Association between BRCA1 promoter methylation in peripheral blood DNA and sporadic breast cancer risk in postmenopausal women

Abstract

Breast cancer is a complex disease caused by genetic and epigenetic alterations. While pathogenic variants in the BRCA1 gene are well-characterized, its promoter methylation leading to epigenetic silencing has also emerged as a potential alternative mechanism affecting gene expression and tumour development. This study aimed to investigate the association between BRCA1 promoter methylation in peripheral blood DNA and the risk and clinicopathological features of sporadic breast cancer. An existing collection of peripheral blood DNA samples from 30 clinically characterized postmenopausal women with breast cancer and 30 age-matched healthy postmenopausal women was analyzed using methylation-specific polymerase chain reaction (MSP) following DNA bisulfite conversion. Association with clinicopathological features was assessed using descriptive statistics. BRCA1 promoter methylation was detected in 3.3% (1/30) of breast cancer patients and was absent in healthy controls. There was no statistically significant association between BRCA1 promoter methylation and breast cancer risk (p=0.49). No significant associations were found with age at menarche, parity, BMI, age at first pregnancy, breastfeeding, or contraceptive use. A significant association was observed with age at menopause (p=0.002). Tumour characteristics, such as histological type (p<0.001), showed a significant association with methylation status. Tumour grade, stage, lymph node involvement, and hormone receptor status [oestrogen receptor (ER), progesterone receptor (PR), human epidermal growth factor 2 (HER2), and triple negative breast cancer (TNBC)] did not show any associations.
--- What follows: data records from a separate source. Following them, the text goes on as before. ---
//! gRPC 客户端模块
//!
//! 一个 `GrpcClient` 对应一个发现目标（如 `consul://Greeter`），内部组合了
//! 解析器、子连接池和轮询选择器。调用方只需要提供完整方法路径和原始字节。

pub mod codec;
pub mod manager;
pub mod pool;

pub use codec::BytesCodec;
pub use manager::ClientManager;
pub use pool::{SubConn, SubConnPool};

use crate::balancer::{PickInfo, RoundRobinBuilder};
use crate::config::ClientConfig;
use crate::error::{ErrorCode, FlareError, Result};
use crate::registry::Registry;
use crate::resolver::{Resolver, ResolverBuilder, ResolverOptions, Target};
use async_trait::async_trait;
use bytes::Bytes;
use http::uri::PathAndQuery;
use std::collections::HashMap;
use std::sync::Arc;
use std::time::Duration;
use tokio::time::Instant;
use tonic::metadata::MetadataMap;
use tonic::{Request, Response};
use tracing::{debug, info};

/// 客户端参数
#[derive(Debug, Clone)]
pub struct ClientOptions {
    pub connect_timeout: Duration,
    /// 单次调用的总时限，包括等待就绪连接的时间
    pub request_timeout: Duration,
    pub resolver: ResolverOptions,
}

impl Default for ClientOptions {
    fn default() -> Self {
        Self::from_config(&ClientConfig::default())
    }
}

impl ClientOptions {
    pub fn from_config(config: &ClientConfig) -> Self {
        Self {
            connect_timeout: Duration::from_secs(config.connect_timeout_secs),
            request_timeout: Duration::from_secs(config.request_timeout_secs),
            resolver: ResolverOptions::from_config(config),
        }
    }

    pub fn with_connect_timeout(mut self, timeout: Duration) -> Self {
        self.connect_timeout = timeout;
        self
    }

    pub fn with_request_timeout(mut self, timeout: Duration) -> Self {
        self.request_timeout = timeout;
        self
    }

    pub fn with_resolver(mut self, resolver: ResolverOptions) -> Self {
        self.resolver = resolver;
        self
    }
}

/// 面向发现目标的逻辑客户端
#[async_trait]
pub trait Client: Send + Sync {
    /// 构建时使用的目标字符串
    fn target(&self) -> &str;

    async fn invoke_request(
        &self,
        method: &str,
        request: Request<Bytes>,
    ) -> Result<Response<Bytes>>;

    /// 以原始字节发起一次一元调用
    async fn invoke(&self, method: &str, payload: Bytes) -> Result<Bytes> {
        self.invoke_request(method, Request::new(payload))
            .await
            .map(Response::into_inner)
    }

    async fn close(&self);
}

/// 基于服务发现的 gRPC 客户端
pub struct GrpcClient {
    target: String,
    pool: SubConnPool,
    resolver: Resolver,
    options: ClientOptions,
}

impl GrpcClient {
    pub fn connect(target: &str, resolvers: &ResolverBuilder, options: ClientOptions) -> Result<Self> {
        let parsed = Target::parse(target)?;
        let pool = SubConnPool::new(target, Arc::new(RoundRobinBuilder), options.connect_timeout);
        let resolver = resolvers.build(&parsed, Arc::new(pool.clone()))?;

        info!(
            target_addr = %target,
            balancer = %pool.balancer_name(),
            "✅ gRPC client created"
        );

        Ok(Self {
            target: target.to_string(),
            pool,
            resolver,
            options,
        })
    }

    pub fn pool(&self) -> &SubConnPool {
        &self.pool
    }

    /// 选择一个就绪连接；暂无就绪连接时等待选择器重建，直到截止时间
    async fn pick(&self, method: &str, metadata: &MetadataMap, deadline: Instant) -> Result<SubConn> {
        let mut pickers = self.pool.subscribe();
        loop {
            let picker = pickers.borrow_and_update().clone();
            match picker.pick(&PickInfo::new(method).with_metadata(metadata)) {
                Ok(conn) => return Ok(conn),
                Err(e) if e.is(ErrorCode::Unavailable) => {}
                Err(e) => return Err(e),
            }

            match tokio::time::timeout_at(deadline, pickers.changed()).await {
                Ok(Ok(())) => continue,
                Ok(Err(_)) => {
                    return Err(FlareError::unavailable(format!(
                        "client for {} is closed",
                        self.target
                    )));
                }
                Err(_) => {
                    return Err(FlareError::unavailable(format!(
                        "no ready connection for {} within {:?}",
                        self.target, self.options.request_timeout
                    )));
                }
            }
        }
    }
}

#[async_trait]
impl Client for GrpcClient {
    fn target(&self) -> &str {
        &self.target
    }

    async fn invoke_request(
        &self,
        method: &str,
        mut request: Request<Bytes>,
    ) -> Result<Response<Bytes>> {
        if !method.starts_with('/') {
            return Err(FlareError::configuration(format!(
                "invalid method '{}', expected '/<package>.<service>/<method>'",
                method
            )));
        }
        let path = PathAndQuery::try_from(method)
            .map_err(|e| FlareError::configuration(format!("invalid method '{}': {}", method, e)))?;

        let start = Instant::now();
        let deadline = start + self.options.request_timeout;
        let conn = self.pick(method, request.metadata(), deadline).await?;
        request.set_timeout(deadline.saturating_duration_since(Instant::now()));

        let mut grpc = tonic::client::Grpc::new(conn.channel.clone());
        let call = async {
            grpc.ready().await.map_err(|e| {
                FlareError::connection_failed(format!("connection to {} not ready", conn.address))
                    .with_details(e.to_string())
            })?;
            grpc.unary(request, path, BytesCodec)
                .await
                .map_err(FlareError::from)
        };

        let result = match tokio::time::timeout_at(deadline, call).await {
            Ok(Err(e)) if e.is(ErrorCode::Unavailable) || e.is(ErrorCode::ConnectionFailed) => {
                self.pool.report_failure(&conn);
                Err(e)
            }
            Ok(result) => result,
            Err(_) => Err(FlareError::timeout(format!(
                "call {} exceeded {:?}",
                method, self.options.request_timeout
            ))),
        };

        debug!(
            target_addr = %self.target,
            method = %method,
            address = %conn.address,
            duration_ms = start.elapsed().as_millis() as u64,
            ok = result.is_ok(),
            "gRPC call finished"
        );
        result
    }

    async fn close(&self) {
        self.resolver.close().await;
        self.pool.close();
        info!(target_addr = %self.target, "gRPC client closed");
    }
}

/// 客户端工厂
#[async_trait]
pub trait ClientFactory: Send + Sync {
    async fn create(&self, target: &str) -> Result<Arc<dyn Client>>;
}

/// 按 scheme 选择解析器来创建 `GrpcClient`
#[derive(Clone)]
pub struct GrpcClientFactory {
    resolvers: HashMap<String, ResolverBuilder>,
    options: ClientOptions,
}

impl GrpcClientFactory {
    pub fn new(options: ClientOptions) -> Self {
        Self {
            resolvers: HashMap::new(),
            options,
        }
    }

    /// 注册一个解析器，scheme 取自注册中心名称
    pub fn with_registry(self, registry: Arc<dyn Registry>) -> Self {
        let builder = ResolverBuilder::new(registry).with_options(self.options.resolver.clone());
        self.with_resolver(builder)
    }

    pub fn with_resolver(mut self, builder: ResolverBuilder) -> Self {
        self.resolvers.insert(builder.scheme().to_string(), builder);
        self
    }
}

#[async_trait]
impl ClientFactory for GrpcClientFactory {
    async fn create(&self, target: &str) -> Result<Arc<dyn Client>> {
        let parsed = Target::parse(target)?;
        let builder = self.resolvers.get(&parsed.scheme).ok_or_else(|| {
            FlareError::configuration(format!("no resolver registered for scheme '{}'", parsed.scheme))
        })?;
        let client = GrpcClient::connect(target, builder, self.options.clone())?;
        Ok(Arc::new(client))
    }
}
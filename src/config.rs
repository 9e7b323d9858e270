//! 配置模块
//!
//! 所有字段都带有默认值，空文件即为合法配置。

use anyhow::Context;
use serde::{Deserialize, Serialize};
use std::time::Duration;

#[derive(Debug, Clone, Default, Deserialize, Serialize)]
#[serde(default)]
pub struct Config {
    pub registry: RegistryConfig,
    pub server: ServerConfig,
    pub client: ClientConfig,
    pub log: LogConfig,
}

impl Config {
    pub fn load_from_file(path: &str) -> anyhow::Result<Self> {
        let content = std::fs::read_to_string(path)
            .with_context(|| format!("failed to read config file {}", path))?;
        let config: Config = toml::from_str(&content)
            .with_context(|| format!("failed to parse config file {}", path))?;
        Ok(config)
    }
}

/// 注册中心配置
#[derive(Debug, Clone, Deserialize, Serialize)]
pub struct RegistryConfig {
    #[serde(default = "default_registry_type")]
    pub registry_type: String, // consul, memory
    #[serde(default = "default_registry_addrs")]
    pub addrs: Vec<String>,
    #[serde(default = "default_registry_timeout")]
    pub timeout_secs: u64,
}

fn default_registry_type() -> String {
    "consul".to_string()
}

fn default_registry_addrs() -> Vec<String> {
    vec!["127.0.0.1:8500".to_string()]
}

fn default_registry_timeout() -> u64 {
    10
}

impl RegistryConfig {
    pub fn timeout(&self) -> Duration {
        Duration::from_secs(self.timeout_secs)
    }
}

impl Default for RegistryConfig {
    fn default() -> Self {
        Self {
            registry_type: default_registry_type(),
            addrs: default_registry_addrs(),
            timeout_secs: default_registry_timeout(),
        }
    }
}

/// 服务端配置
#[derive(Debug, Clone, Deserialize, Serialize)]
#[serde(default)]
pub struct ServerConfig {
    /// 对外公布的主机地址，为空时使用 bind_host
    pub host: String,
    pub bind_host: String,
    /// 0 表示在端口范围内随机选择
    pub port: u16,
    /// 0 表示 port + 1
    pub http_port: u16,
    pub port_range_min: u16,
    pub port_range_max: u16,
    pub port_attempts: u32,
    pub register_interval_secs: u64,
    pub register_ttl_secs: u64,
    pub register_attempts: u32,
    pub check_interval_secs: u64,
    pub check_timeout_secs: u64,
    pub shutdown_timeout_secs: u64,
    pub max_concurrent_streams: Option<u32>,
}

impl Default for ServerConfig {
    fn default() -> Self {
        Self {
            host: String::new(),
            bind_host: "0.0.0.0".to_string(),
            port: 0,
            http_port: 0,
            port_range_min: 20000,
            port_range_max: 50000,
            port_attempts: 100,
            register_interval_secs: 10,
            register_ttl_secs: 90,
            register_attempts: 3,
            check_interval_secs: 10,
            check_timeout_secs: 5,
            shutdown_timeout_secs: 10,
            max_concurrent_streams: None,
        }
    }
}

/// 客户端配置
#[derive(Debug, Clone, Deserialize, Serialize)]
#[serde(default)]
pub struct ClientConfig {
    pub connect_timeout_secs: u64,
    pub request_timeout_secs: u64,
    /// 长轮询等待时间
    pub watch_wait_secs: u64,
}

impl Default for ClientConfig {
    fn default() -> Self {
        Self {
            connect_timeout_secs: 5,
            request_timeout_secs: 30,
            watch_wait_secs: 60,
        }
    }
}

/// 日志配置
#[derive(Debug, Clone, Deserialize, Serialize)]
#[serde(default)]
pub struct LogConfig {
    pub level: String,
    pub format: String, // text, json
}

impl Default for LogConfig {
    fn default() -> Self {
        Self {
            level: "info".to_string(),
            format: "text".to_string(),
        }
    }
}
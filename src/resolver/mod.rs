//! 服务地址解析
//!
//! 每个 `Resolver` 对应一个后台 watch 任务：对注册中心发起长轮询，
//! 将健康实例集合转换成地址列表推送给下游（连接池）。
//!
//! 推送规则：
//! - 新集合为空、旧集合非空：推送空地址列表
//! - 新旧集合的地址完全一致：不推送
//! - 其他情况：推送完整的新地址列表（整体替换）

use crate::config::ClientConfig;
use crate::error::{FlareError, Result};
use crate::registry::{GetOptions, QueryOptions, Registry, Service};
use crate::retry::{RetryPolicy, StepBackoffPolicy};
use async_trait::async_trait;
use std::collections::{BTreeMap, HashMap};
use std::fmt;
use std::sync::Arc;
use std::sync::atomic::{AtomicU64, Ordering};
use std::time::Duration;
use tokio::sync::Mutex;
use tokio::task::JoinHandle;
use tokio_util::sync::CancellationToken;
use tracing::{debug, error, info, warn};

/// 解析目标：`<scheme>://<service>[.<datacenter>]`
#[derive(Debug, Clone, PartialEq, Eq, Hash)]
pub struct Target {
    pub scheme: String,
    pub service: String,
    pub datacenter: Option<String>,
}

impl Target {
    pub fn parse(target: &str) -> Result<Self> {
        let invalid = || {
            FlareError::configuration(format!(
                "invalid target '{}', expected '<scheme>://service[.dc]'",
                target
            ))
        };

        let (scheme, authority) = target.split_once("://").ok_or_else(invalid)?;
        let authority = authority.trim_end_matches('/');
        if scheme.is_empty() || authority.is_empty() || authority.contains('/') {
            return Err(invalid());
        }

        let parts: Vec<&str> = authority.split('.').collect();
        match parts.as_slice() {
            [service] if !service.is_empty() => Ok(Self {
                scheme: scheme.to_string(),
                service: service.to_string(),
                datacenter: None,
            }),
            [service, dc] if !service.is_empty() && !dc.is_empty() => Ok(Self {
                scheme: scheme.to_string(),
                service: service.to_string(),
                datacenter: Some(dc.to_string()),
            }),
            _ => Err(invalid()),
        }
    }

    /// `service[.dc]`
    pub fn authority(&self) -> String {
        match &self.datacenter {
            Some(dc) => format!("{}.{}", self.service, dc),
            None => self.service.clone(),
        }
    }
}

impl fmt::Display for Target {
    fn fmt(&self, f: &mut fmt::Formatter<'_>) -> fmt::Result {
        write!(f, "{}://{}", self.scheme, self.authority())
    }
}

/// 附加在地址上的路由属性
#[derive(Debug, Clone, Default, PartialEq, Eq)]
pub struct AddressAttributes {
    pub version: String,
    pub metadata: BTreeMap<String, String>,
}

/// 解析出的单个地址
#[derive(Debug, Clone, PartialEq, Eq)]
pub struct Address {
    /// `host:port`
    pub addr: String,
    pub attributes: AddressAttributes,
}

/// 一次完整的地址快照
#[derive(Debug, Clone, Default, PartialEq, Eq)]
pub struct ResolverState {
    pub addresses: Vec<Address>,
}

/// 地址快照的接收方
#[async_trait]
pub trait AddressSink: Send + Sync {
    async fn update_state(&self, state: ResolverState) -> Result<()>;
}

/// 解析器参数
#[derive(Debug, Clone)]
pub struct ResolverOptions {
    /// 单次长轮询的最长等待时间
    pub wait_time: Duration,
    pub near: Option<String>,
    pub backoff: StepBackoffPolicy,
}

impl Default for ResolverOptions {
    fn default() -> Self {
        Self {
            wait_time: Duration::from_secs(60),
            near: Some("_agent".to_string()),
            backoff: StepBackoffPolicy::default(),
        }
    }
}

impl ResolverOptions {
    pub fn from_config(config: &ClientConfig) -> Self {
        Self::default().with_wait_time(Duration::from_secs(config.watch_wait_secs))
    }

    pub fn with_wait_time(mut self, wait_time: Duration) -> Self {
        self.wait_time = wait_time;
        self
    }

    pub fn with_near(mut self, near: Option<String>) -> Self {
        self.near = near;
        self
    }

    pub fn with_backoff(mut self, backoff: StepBackoffPolicy) -> Self {
        self.backoff = backoff;
        self
    }
}

/// 解析器构建器，scheme 与注册中心名称一致
#[derive(Clone)]
pub struct ResolverBuilder {
    registry: Arc<dyn Registry>,
    options: ResolverOptions,
}

impl ResolverBuilder {
    pub fn new(registry: Arc<dyn Registry>) -> Self {
        Self {
            registry,
            options: ResolverOptions::default(),
        }
    }

    pub fn with_options(mut self, options: ResolverOptions) -> Self {
        self.options = options;
        self
    }

    pub fn scheme(&self) -> &str {
        self.registry.name()
    }

    /// 启动后台 watch 任务
    pub fn build(&self, target: &Target, sink: Arc<dyn AddressSink>) -> Result<Resolver> {
        if target.scheme != self.scheme() {
            return Err(FlareError::configuration(format!(
                "target scheme '{}' does not match resolver scheme '{}'",
                target.scheme,
                self.scheme()
            )));
        }

        let cancel = CancellationToken::new();
        let watcher = Watcher {
            registry: self.registry.clone(),
            target: target.clone(),
            options: self.options.clone(),
            sink,
            cancel: cancel.clone(),
            last_index: 0,
            error_count: 0,
            addresses: HashMap::new(),
        };

        info!(service = %target, "Resolver watching service");
        let task = tokio::spawn(watcher.run());

        Ok(Resolver {
            target: target.clone(),
            cancel,
            task: Mutex::new(Some(task)),
        })
    }
}

/// 运行中的解析器
pub struct Resolver {
    target: Target,
    cancel: CancellationToken,
    task: Mutex<Option<JoinHandle<()>>>,
}

impl Resolver {
    pub fn target(&self) -> &Target {
        &self.target
    }

    /// watch 为持续长轮询，无需主动触发
    pub fn resolve_now(&self) {}

    /// 取消 watch 任务并等待其退出
    pub async fn close(&self) {
        self.cancel.cancel();
        if let Some(task) = self.task.lock().await.take() {
            if let Err(e) = task.await {
                warn!(service = %self.target, error = %e, "Resolver task ended abnormally");
            }
        }
        debug!(service = %self.target, "Resolver closed");
    }
}

impl Drop for Resolver {
    fn drop(&mut self) {
        self.cancel.cancel();
    }
}

const UNINDEXED_POLL_DELAY: Duration = Duration::from_secs(1);

/// 下一次长轮询使用的索引：索引回退时重置为 0
fn next_wait_index(previous: u64, reported: u64) -> u64 {
    if reported < previous { 0 } else { reported }
}

struct Watcher {
    registry: Arc<dyn Registry>,
    target: Target,
    options: ResolverOptions,
    sink: Arc<dyn AddressSink>,
    cancel: CancellationToken,
    last_index: u64,
    error_count: usize,
    /// Node.address -> 最近一次看到的服务快照
    addresses: HashMap<String, Service>,
}

impl Watcher {
    async fn run(mut self) {
        loop {
            let result = tokio::select! {
                _ = self.cancel.cancelled() => break,
                result = self.query() => result,
            };

            match result {
                Ok((index, services)) => {
                    self.error_count = 0;
                    self.last_index = next_wait_index(self.last_index, index);
                    self.apply(services).await;

                    // 没有可用索引时查询会立即返回，限制轮询频率
                    if self.last_index == 0 {
                        debug!(service = %self.target, "Registry reported no index, delaying next query");
                        tokio::select! {
                            _ = self.cancel.cancelled() => break,
                            _ = tokio::time::sleep(UNINDEXED_POLL_DELAY) => {}
                        }
                    }
                }
                Err(e) => {
                    self.error_count += 1;
                    let delay = self.options.backoff.backoff_duration(self.error_count);
                    error!(
                        service = %self.target,
                        errors = self.error_count,
                        retry_in_ms = delay.as_millis() as u64,
                        error = %e,
                        "❌ Resolver query failed"
                    );
                    tokio::select! {
                        _ = self.cancel.cancelled() => break,
                        _ = tokio::time::sleep(delay) => {}
                    }
                }
            }
        }
        info!(service = %self.target, "Resolver watch stopped");
    }

    async fn query(&self) -> Result<(u64, Vec<Service>)> {
        let index = Arc::new(AtomicU64::new(self.last_index));
        let observed = index.clone();

        let options = GetOptions::default()
            .with_passing_only(true)
            .with_query(QueryOptions {
                wait_index: self.last_index,
                wait_time: Some(self.options.wait_time),
                near: self.options.near.clone(),
                datacenter: self.target.datacenter.clone(),
                allow_stale: false,
            })
            .with_result_callback(move |meta| observed.store(meta.last_index, Ordering::SeqCst));

        let services = self
            .registry
            .get_service(&self.target.service, &options)
            .await?;
        Ok((index.load(Ordering::SeqCst), services))
    }

    async fn apply(&mut self, services: Vec<Service>) {
        let latest: HashMap<String, Service> = services
            .into_iter()
            .filter_map(|s| s.first_node().map(|n| (n.address.clone(), s.clone())))
            .collect();

        if latest.is_empty() {
            if self.addresses.is_empty() {
                return;
            }
            if let Err(e) = self.sink.update_state(ResolverState::default()).await {
                error!(service = %self.target, error = %e, "❌ Failed to push empty address set");
                return;
            }
            self.addresses.clear();
            warn!(service = %self.target, "⚠️ No healthy instances left, pushed empty address set");
            return;
        }

        if latest.len() == self.addresses.len()
            && latest.keys().all(|addr| self.addresses.contains_key(addr))
        {
            debug!(service = %self.target, "Address set unchanged");
            return;
        }

        let mut addresses: Vec<Address> = latest
            .iter()
            .map(|(addr, service)| Address {
                addr: addr.clone(),
                attributes: AddressAttributes {
                    version: service.version.clone(),
                    metadata: service.metadata.clone(),
                },
            })
            .collect();
        addresses.sort_by(|a, b| a.addr.cmp(&b.addr));

        let count = addresses.len();
        if let Err(e) = self.sink.update_state(ResolverState { addresses }).await {
            error!(service = %self.target, error = %e, "❌ Failed to push address set");
            return;
        }
        self.addresses = latest;
        info!(service = %self.target, count, "Resolver pushed address set");
    }
}
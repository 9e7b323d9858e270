//! 原始字节编解码器
//!
//! 请求与响应负载以 `Bytes` 原样透传，序列化由调用方负责。

use bytes::{Buf, BufMut, Bytes};
use tonic::Status;
use tonic::codec::{Codec, DecodeBuf, Decoder, EncodeBuf, Encoder};

#[derive(Debug, Clone, Copy, Default)]
pub struct BytesCodec;

impl Codec for BytesCodec {
    type Encode = Bytes;
    type Decode = Bytes;
    type Encoder = BytesEncoder;
    type Decoder = BytesDecoder;

    fn encoder(&mut self) -> Self::Encoder {
        BytesEncoder
    }

    fn decoder(&mut self) -> Self::Decoder {
        BytesDecoder
    }
}

#[derive(Debug, Clone, Copy, Default)]
pub struct BytesEncoder;

impl Encoder for BytesEncoder {
    type Item = Bytes;
    type Error = Status;

    fn encode(&mut self, item: Self::Item, dst: &mut EncodeBuf<'_>) -> Result<(), Self::Error> {
        dst.put(item);
        Ok(())
    }
}

#[derive(Debug, Clone, Copy, Default)]
pub struct BytesDecoder;

impl Decoder for BytesDecoder {
    type Item = Bytes;
    type Error = Status;

    fn decode(&mut self, src: &mut DecodeBuf<'_>) -> Result<Option<Self::Item>, Self::Error> {
        Ok(Some(src.copy_to_bytes(src.remaining())))
    }
}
The only methylated case involved a grade I tumour with mixed histology. Germline BRCA1 promoter methylation was observed at a low frequency in breast cancer patients and was absent in healthy controls. Its presence in a single early-stage case suggests a potential role in tumour development; however, its low occurrence limits its utility as a predictive biomarker. Larger studies are needed to determine its relevance in risk assessment and prognosis.